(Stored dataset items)
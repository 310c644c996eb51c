//! Repeated invocation over an integer range, eagerly or on a timer.

use std::sync::atomic::{AtomicBool, Ordering};
use std::sync::Arc;
use std::thread::{self, JoinHandle};
use std::time::Duration;

use crate::ops::Flow;
use crate::types::{Sequence, Value};

/// Collects the results of invoking the callback for each integer in
/// `0..n`.
pub fn times<F>(n: i64, callback: F) -> Sequence
where
    F: FnMut(i64) -> Value,
{
    times_range(0, n, callback)
}

/// Collects the results of invoking the callback for each integer in
/// `start..end`. An empty range yields an empty sequence.
pub fn times_range<F>(start: i64, end: i64, mut callback: F) -> Sequence
where
    F: FnMut(i64) -> Value,
{
    let mut out = Vec::new();
    for i in start..end {
        out.push(callback(i));
    }
    out
}

/// Handle to a running [`repeat_every`] worker.
///
/// Cancellation is coarse-grained: it stops all remaining invocations, never
/// a single one. An invocation already underway when cancellation is
/// requested still runs to completion.
pub struct Repeater {
    cancel: Arc<AtomicBool>,
    worker: Option<JoinHandle<()>>,
}

impl Repeater {
    /// Requests cancellation of all remaining invocations.
    pub fn cancel(&self) {
        self.cancel.store(true, Ordering::Relaxed);
    }

    /// Blocks until the worker has finished, whether by running out of
    /// invocations, breaking from the callback, or cancellation.
    pub fn join(mut self) {
        if let Some(worker) = self.worker.take() {
            let _ = worker.join();
        }
    }
}

/// Invokes the callback for each integer in `0..n` on a worker thread,
/// sleeping `every` before each invocation. Ordering between invocations is
/// elapsed-time ordering only. Returning [`Flow::Break`] from the callback
/// cancels all remaining invocations, as does [`Repeater::cancel`].
pub fn repeat_every<F>(n: i64, every: Duration, mut callback: F) -> Repeater
where
    F: FnMut(i64) -> Flow + Send + 'static,
{
    let cancel = Arc::new(AtomicBool::new(false));
    let flag = Arc::clone(&cancel);

    let worker = thread::spawn(move || {
        for i in 0..n {
            thread::sleep(every);

            if flag.load(Ordering::Relaxed) {
                break;
            }

            if let Flow::Break = callback(i) {
                break;
            }
        }
    });

    Repeater { cancel, worker: Some(worker) }
}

Work request: All entries above are to be copied exactly, with none left out.

Solution:
repository 310c644c996eb51c
//! Repeated invocation over an integer range, eagerly or on a timer.

use std::sync::atomic::{AtomicBool, Ordering};
use std::sync::Arc;
use std::thread::{self, JoinHandle};
use std::time::Duration;

use crate::ops::Flow;
use crate::types::{Sequence, Value};

/// Collects the results of invoking the callback for each integer in
/// `0..n`.
pub fn times<F>(n: i64, callback: F) -> Sequence
where
    F: FnMut(i64) -> Value,
{
    times_range(0, n, callback)
}

/// Collects the results of invoking the callback for each integer in
/// `start..end`. An empty range yields an empty sequence.
pub fn times_range<F>(start: i64, end: i64, mut callback: F) -> Sequence
where
    F: FnMut(i64) -> Value,
{
    let mut out = Vec::new();
    for i in start..end {
        out.push(callback(i));
    }
    out
}

/// Handle to a running [`repeat_every`] worker.
///
/// Cancellation is coarse-grained: it stops all remaining invocations, never
/// a single one. An invocation already underway when cancellation is
/// requested still runs to completion.
pub struct Repeater {
    cancel: Arc<AtomicBool>,
    worker: Option<JoinHandle<()>>,
}

impl Repeater {
    /// Requests cancellation of all remaining invocations.
    pub fn cancel(&self) {
        self.cancel.store(true, Ordering::Relaxed);
    }

    /// Blocks until the worker has finished, whether by running out of
    /// invocations, breaking from the callback, or cancellation.
    pub fn join(mut self) {
        if let Some(worker) = self.worker.take() {
            let _ = worker.join();
        }
    }
}

/// Invokes the callback for each integer in `0..n` on a worker thread,
/// sleeping `every` before each invocation. Ordering between invocations is
/// elapsed-time ordering only. Returning [`Flow::Break`] from the callback
/// cancels all remaining invocations, as does [`Repeater::cancel`].
pub fn repeat_every<F>(n: i64, every: Duration, mut callback: F) -> Repeater
where
    F: FnMut(i64) -> Flow + Send + 'static,
{
    let cancel = Arc::new(AtomicBool::new(false));
    let flag = Arc::clone(&cancel);

    let worker = thread::spawn(move || {
        for i in 0..n {
            thread::sleep(every);

            if flag.load(Ordering::Relaxed) {
                break;
            }

            if let Flow::Break = callback(i) {
                break;
            }
        }
    });

    Repeater { cancel, worker: Some(worker) }
}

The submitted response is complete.